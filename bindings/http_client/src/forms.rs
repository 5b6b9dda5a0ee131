use crate::error::FormError;
use gale_core::prelude::{HttpMethod, HttpRequest, RequestMeta, Transport};
use serde::Serialize;

pub const LOGIN_PATH: &str = "/api/login";
pub const CONTACT_PATH: &str = "/api/contact";

#[derive(Debug, Clone, Serialize)]
pub struct LoginForm {
    pub username: String,
    pub password: String,
}

#[derive(Debug, Clone, Serialize)]
pub struct ContactForm {
    pub name: String,
    pub email: String,
    pub message: String,
}

/// What the server made of a submitted form. The caller decides how to present it.
#[derive(Debug, Clone, Copy, PartialEq, Eq)]
pub enum SubmissionOutcome {
    /// The server answered with a 2xx status.
    Accepted,
    /// The server answered with any other status.
    Rejected { status: u16 },
}

impl SubmissionOutcome {
    fn from_status(status: u16) -> Self {
        if (200..300).contains(&status) {
            SubmissionOutcome::Accepted
        } else {
            SubmissionOutcome::Rejected { status }
        }
    }

    pub fn is_accepted(&self) -> bool {
        matches!(self, SubmissionOutcome::Accepted)
    }

    /// Message to show after a login attempt.
    pub fn login_message(&self) -> &'static str {
        match self {
            SubmissionOutcome::Accepted => "Login successful!",
            SubmissionOutcome::Rejected { .. } => "Invalid credentials",
        }
    }

    /// Message to show after a contact form submission.
    pub fn contact_message(&self) -> &'static str {
        match self {
            SubmissionOutcome::Accepted => "Message sent!",
            SubmissionOutcome::Rejected { .. } => "Something went wrong.",
        }
    }
}

/// Submits the login and contact forms of the site.
pub struct FormClient<T: Transport> {
    transport: T,
}

impl<T: Transport> FormClient<T> {
    pub fn new(transport: T) -> Self {
        Self { transport }
    }

    pub async fn submit_login(&self, form: &LoginForm) -> Result<SubmissionOutcome, FormError> {
        self.submit(LOGIN_PATH, serde_json::to_value(form)?).await
    }

    pub async fn submit_contact(
        &self,
        form: &ContactForm,
    ) -> Result<SubmissionOutcome, FormError> {
        self.submit(CONTACT_PATH, serde_json::to_value(form)?).await
    }

    async fn submit(
        &self,
        path: &str,
        body: serde_json::Value,
    ) -> Result<SubmissionOutcome, FormError> {
        let request = HttpRequest {
            method: HttpMethod::Post,
            path: path.to_string(),
            body: Some(body),
        };
        let meta = RequestMeta {
            vu_id: 0,
            iteration: 0,
            active_vus: 1,
        };

        let response = self.transport.send(&request, meta).await?;
        log::debug!("Form submitted to {path}, status {}", response.status);

        Ok(SubmissionOutcome::from_status(response.status))
    }
}

#[cfg(test)]
mod tests {
    use super::*;
    use crate::prelude::ReqwestTransport;
    use std::time::Duration;
    use wiremock::matchers::{body_json, method, path};
    use wiremock::{Mock, MockServer, ResponseTemplate};

    async fn client_for(mock_server: &MockServer) -> FormClient<ReqwestTransport> {
        FormClient::new(ReqwestTransport::new(&mock_server.uri(), Duration::from_secs(5)).unwrap())
    }

    #[tokio::test]
    async fn login_accepted() {
        let mock_server = MockServer::start().await;
        Mock::given(method("POST"))
            .and(path(LOGIN_PATH))
            .and(body_json(serde_json::json!({"username": "admin", "password": "1234"})))
            .respond_with(ResponseTemplate::new(200))
            .mount(&mock_server)
            .await;

        let outcome = client_for(&mock_server)
            .await
            .submit_login(&LoginForm {
                username: "admin".to_string(),
                password: "1234".to_string(),
            })
            .await
            .unwrap();

        assert_eq!(SubmissionOutcome::Accepted, outcome);
        assert_eq!("Login successful!", outcome.login_message());
    }

    #[tokio::test]
    async fn login_rejected_with_unauthorized() {
        let mock_server = MockServer::start().await;
        Mock::given(method("POST"))
            .and(path(LOGIN_PATH))
            .respond_with(ResponseTemplate::new(401))
            .mount(&mock_server)
            .await;

        let outcome = client_for(&mock_server)
            .await
            .submit_login(&LoginForm {
                username: "admin".to_string(),
                password: "wrong".to_string(),
            })
            .await
            .unwrap();

        assert_eq!(SubmissionOutcome::Rejected { status: 401 }, outcome);
        assert_eq!("Invalid credentials", outcome.login_message());
    }

    #[tokio::test]
    async fn contact_created_counts_as_accepted() {
        let mock_server = MockServer::start().await;
        Mock::given(method("POST"))
            .and(path(CONTACT_PATH))
            .and(body_json(serde_json::json!({
                "name": "Eddie",
                "email": "a@b.com",
                "message": "Hello from QA site!"
            })))
            .respond_with(ResponseTemplate::new(201))
            .mount(&mock_server)
            .await;

        let outcome = client_for(&mock_server)
            .await
            .submit_contact(&ContactForm {
                name: "Eddie".to_string(),
                email: "a@b.com".to_string(),
                message: "Hello from QA site!".to_string(),
            })
            .await
            .unwrap();

        assert!(outcome.is_accepted());
        assert_eq!("Message sent!", outcome.contact_message());
    }

    #[tokio::test]
    async fn unreachable_server_is_an_error() {
        // Nothing listens on the discard port.
        let client = FormClient::new(
            ReqwestTransport::new("http://127.0.0.1:9", Duration::from_secs(2)).unwrap(),
        );

        let result = client
            .submit_contact(&ContactForm {
                name: "Eddie".to_string(),
                email: "a@b.com".to_string(),
                message: "Hello from QA site!".to_string(),
            })
            .await;

        assert!(matches!(result, Err(FormError::Transport(_))));
    }
}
++++
EXERCISE AIM
Take every line above carrying "answered" and return it.

SOLUTION FOR THIS PROBLEM
    /// The server answered with a 2xx status.
    /// The server answered with any other status.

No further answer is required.